#### [The data]

::::::::

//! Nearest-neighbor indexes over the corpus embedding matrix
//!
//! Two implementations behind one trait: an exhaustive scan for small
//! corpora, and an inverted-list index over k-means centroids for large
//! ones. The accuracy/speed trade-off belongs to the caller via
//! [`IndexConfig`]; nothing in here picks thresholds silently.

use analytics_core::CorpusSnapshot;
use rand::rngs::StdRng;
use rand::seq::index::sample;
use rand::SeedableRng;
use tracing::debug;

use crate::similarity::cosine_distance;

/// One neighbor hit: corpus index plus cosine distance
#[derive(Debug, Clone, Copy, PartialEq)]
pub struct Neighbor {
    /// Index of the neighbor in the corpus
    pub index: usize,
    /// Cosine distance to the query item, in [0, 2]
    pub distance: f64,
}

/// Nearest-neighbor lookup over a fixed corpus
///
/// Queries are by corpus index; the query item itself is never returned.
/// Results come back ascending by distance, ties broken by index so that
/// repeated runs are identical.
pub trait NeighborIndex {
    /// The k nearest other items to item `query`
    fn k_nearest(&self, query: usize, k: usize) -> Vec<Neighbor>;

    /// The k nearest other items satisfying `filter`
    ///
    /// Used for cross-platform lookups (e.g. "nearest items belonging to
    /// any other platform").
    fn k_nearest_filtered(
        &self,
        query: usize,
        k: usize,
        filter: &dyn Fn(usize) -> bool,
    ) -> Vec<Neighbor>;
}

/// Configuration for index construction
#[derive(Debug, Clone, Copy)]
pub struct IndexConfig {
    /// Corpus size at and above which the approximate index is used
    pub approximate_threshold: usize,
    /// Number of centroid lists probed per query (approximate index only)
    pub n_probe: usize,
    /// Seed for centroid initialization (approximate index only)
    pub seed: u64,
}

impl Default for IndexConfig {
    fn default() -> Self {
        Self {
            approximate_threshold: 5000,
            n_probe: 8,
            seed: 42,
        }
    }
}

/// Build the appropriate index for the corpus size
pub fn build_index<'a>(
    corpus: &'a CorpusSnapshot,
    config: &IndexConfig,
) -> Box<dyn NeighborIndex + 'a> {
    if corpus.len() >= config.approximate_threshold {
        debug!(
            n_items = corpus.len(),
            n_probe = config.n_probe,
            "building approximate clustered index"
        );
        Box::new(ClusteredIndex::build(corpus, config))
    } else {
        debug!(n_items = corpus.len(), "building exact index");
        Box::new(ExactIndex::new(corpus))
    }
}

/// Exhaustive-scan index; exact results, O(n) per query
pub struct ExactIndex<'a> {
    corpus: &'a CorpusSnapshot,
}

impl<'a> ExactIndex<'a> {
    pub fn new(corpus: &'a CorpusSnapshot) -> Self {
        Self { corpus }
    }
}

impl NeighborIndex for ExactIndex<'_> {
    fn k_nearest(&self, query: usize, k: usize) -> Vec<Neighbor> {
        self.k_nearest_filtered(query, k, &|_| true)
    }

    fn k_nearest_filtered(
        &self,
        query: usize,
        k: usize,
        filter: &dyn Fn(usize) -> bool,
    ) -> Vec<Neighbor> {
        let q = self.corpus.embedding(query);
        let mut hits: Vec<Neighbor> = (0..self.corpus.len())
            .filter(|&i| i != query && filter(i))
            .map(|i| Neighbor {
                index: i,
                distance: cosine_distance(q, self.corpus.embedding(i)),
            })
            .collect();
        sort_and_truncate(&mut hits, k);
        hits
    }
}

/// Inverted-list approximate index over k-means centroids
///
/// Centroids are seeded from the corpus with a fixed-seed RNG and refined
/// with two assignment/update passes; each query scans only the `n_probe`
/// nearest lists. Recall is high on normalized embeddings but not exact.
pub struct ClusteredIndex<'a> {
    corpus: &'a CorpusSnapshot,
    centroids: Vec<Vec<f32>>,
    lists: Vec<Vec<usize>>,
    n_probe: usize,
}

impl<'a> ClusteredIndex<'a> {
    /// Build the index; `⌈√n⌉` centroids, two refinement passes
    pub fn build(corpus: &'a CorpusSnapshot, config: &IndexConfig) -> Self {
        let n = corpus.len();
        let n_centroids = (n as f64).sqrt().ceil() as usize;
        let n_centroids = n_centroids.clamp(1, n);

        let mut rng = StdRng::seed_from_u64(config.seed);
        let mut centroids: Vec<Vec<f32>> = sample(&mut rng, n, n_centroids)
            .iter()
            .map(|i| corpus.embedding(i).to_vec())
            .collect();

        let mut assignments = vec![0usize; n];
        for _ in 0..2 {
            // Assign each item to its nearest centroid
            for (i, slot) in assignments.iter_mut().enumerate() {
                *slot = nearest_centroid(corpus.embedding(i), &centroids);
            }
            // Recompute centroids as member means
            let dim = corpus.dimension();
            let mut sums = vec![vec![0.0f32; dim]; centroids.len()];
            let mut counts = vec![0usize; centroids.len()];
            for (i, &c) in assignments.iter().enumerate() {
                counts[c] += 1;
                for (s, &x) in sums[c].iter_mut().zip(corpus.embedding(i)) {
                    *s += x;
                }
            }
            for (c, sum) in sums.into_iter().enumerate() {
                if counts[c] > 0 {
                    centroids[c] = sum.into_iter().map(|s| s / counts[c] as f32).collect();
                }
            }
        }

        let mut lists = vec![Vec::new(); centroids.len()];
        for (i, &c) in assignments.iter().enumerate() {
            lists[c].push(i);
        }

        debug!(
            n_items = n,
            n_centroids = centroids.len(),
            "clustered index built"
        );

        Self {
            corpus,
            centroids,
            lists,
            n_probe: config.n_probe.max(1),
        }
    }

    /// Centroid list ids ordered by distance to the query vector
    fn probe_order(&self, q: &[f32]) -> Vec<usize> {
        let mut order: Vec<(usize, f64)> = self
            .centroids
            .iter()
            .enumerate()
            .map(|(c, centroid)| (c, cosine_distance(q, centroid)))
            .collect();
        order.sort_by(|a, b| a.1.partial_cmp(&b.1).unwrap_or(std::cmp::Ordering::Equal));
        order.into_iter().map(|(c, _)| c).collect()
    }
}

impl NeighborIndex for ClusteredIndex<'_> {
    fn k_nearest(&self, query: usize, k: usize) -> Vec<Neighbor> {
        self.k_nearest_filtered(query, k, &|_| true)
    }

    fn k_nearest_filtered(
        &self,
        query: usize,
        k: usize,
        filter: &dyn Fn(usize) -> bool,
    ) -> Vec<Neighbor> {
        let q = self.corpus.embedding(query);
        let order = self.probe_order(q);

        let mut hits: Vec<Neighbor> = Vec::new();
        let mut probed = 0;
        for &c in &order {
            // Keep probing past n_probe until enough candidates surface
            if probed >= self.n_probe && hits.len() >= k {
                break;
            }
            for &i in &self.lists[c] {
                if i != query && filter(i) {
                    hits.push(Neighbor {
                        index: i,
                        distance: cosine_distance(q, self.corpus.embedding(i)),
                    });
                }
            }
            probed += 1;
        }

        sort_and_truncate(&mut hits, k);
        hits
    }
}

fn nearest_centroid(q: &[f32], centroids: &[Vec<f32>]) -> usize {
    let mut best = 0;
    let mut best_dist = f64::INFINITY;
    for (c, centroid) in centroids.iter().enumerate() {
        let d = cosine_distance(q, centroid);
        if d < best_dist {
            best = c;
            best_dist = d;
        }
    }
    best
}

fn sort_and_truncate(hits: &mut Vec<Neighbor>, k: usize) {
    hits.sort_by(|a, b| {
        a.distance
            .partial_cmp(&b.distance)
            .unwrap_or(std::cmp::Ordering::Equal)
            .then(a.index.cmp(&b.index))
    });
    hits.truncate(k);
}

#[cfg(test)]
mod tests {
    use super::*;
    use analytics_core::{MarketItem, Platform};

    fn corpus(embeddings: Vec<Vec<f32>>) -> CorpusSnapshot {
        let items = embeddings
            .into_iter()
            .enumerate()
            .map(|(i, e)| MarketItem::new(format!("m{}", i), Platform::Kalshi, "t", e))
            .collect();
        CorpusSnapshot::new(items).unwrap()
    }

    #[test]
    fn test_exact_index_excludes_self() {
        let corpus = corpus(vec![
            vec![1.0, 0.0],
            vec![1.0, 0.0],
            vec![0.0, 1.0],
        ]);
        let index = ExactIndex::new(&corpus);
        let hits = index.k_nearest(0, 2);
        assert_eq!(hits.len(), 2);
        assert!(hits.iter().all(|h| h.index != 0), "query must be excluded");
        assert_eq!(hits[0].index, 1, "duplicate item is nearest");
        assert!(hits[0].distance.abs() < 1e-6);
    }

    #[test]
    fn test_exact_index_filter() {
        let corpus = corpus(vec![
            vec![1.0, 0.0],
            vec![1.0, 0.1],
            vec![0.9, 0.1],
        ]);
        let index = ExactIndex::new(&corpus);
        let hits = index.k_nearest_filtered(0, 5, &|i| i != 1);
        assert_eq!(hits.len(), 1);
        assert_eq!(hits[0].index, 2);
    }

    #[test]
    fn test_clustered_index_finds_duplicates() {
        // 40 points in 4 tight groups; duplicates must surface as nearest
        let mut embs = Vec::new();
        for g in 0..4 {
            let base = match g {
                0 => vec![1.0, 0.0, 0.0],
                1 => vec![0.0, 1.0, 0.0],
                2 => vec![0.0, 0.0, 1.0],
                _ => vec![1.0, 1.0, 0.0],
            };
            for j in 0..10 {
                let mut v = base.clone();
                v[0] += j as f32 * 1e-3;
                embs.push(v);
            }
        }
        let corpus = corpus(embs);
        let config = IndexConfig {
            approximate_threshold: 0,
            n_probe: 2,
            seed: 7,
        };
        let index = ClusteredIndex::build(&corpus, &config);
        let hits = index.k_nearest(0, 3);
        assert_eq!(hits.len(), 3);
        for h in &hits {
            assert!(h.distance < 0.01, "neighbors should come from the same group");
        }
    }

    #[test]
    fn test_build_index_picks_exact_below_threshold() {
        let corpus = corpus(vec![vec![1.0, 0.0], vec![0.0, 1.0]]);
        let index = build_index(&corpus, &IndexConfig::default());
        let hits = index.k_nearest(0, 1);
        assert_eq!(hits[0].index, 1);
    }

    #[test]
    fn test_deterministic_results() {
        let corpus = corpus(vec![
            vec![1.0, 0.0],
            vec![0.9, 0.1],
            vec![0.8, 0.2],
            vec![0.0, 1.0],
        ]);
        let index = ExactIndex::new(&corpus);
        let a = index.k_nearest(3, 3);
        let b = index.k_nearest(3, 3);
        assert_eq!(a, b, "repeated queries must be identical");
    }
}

::::::::

#### [About this exercise]
Work out how many lines in the records include "IndexConfig". Only the number should be given.

#### [Result of this task]
7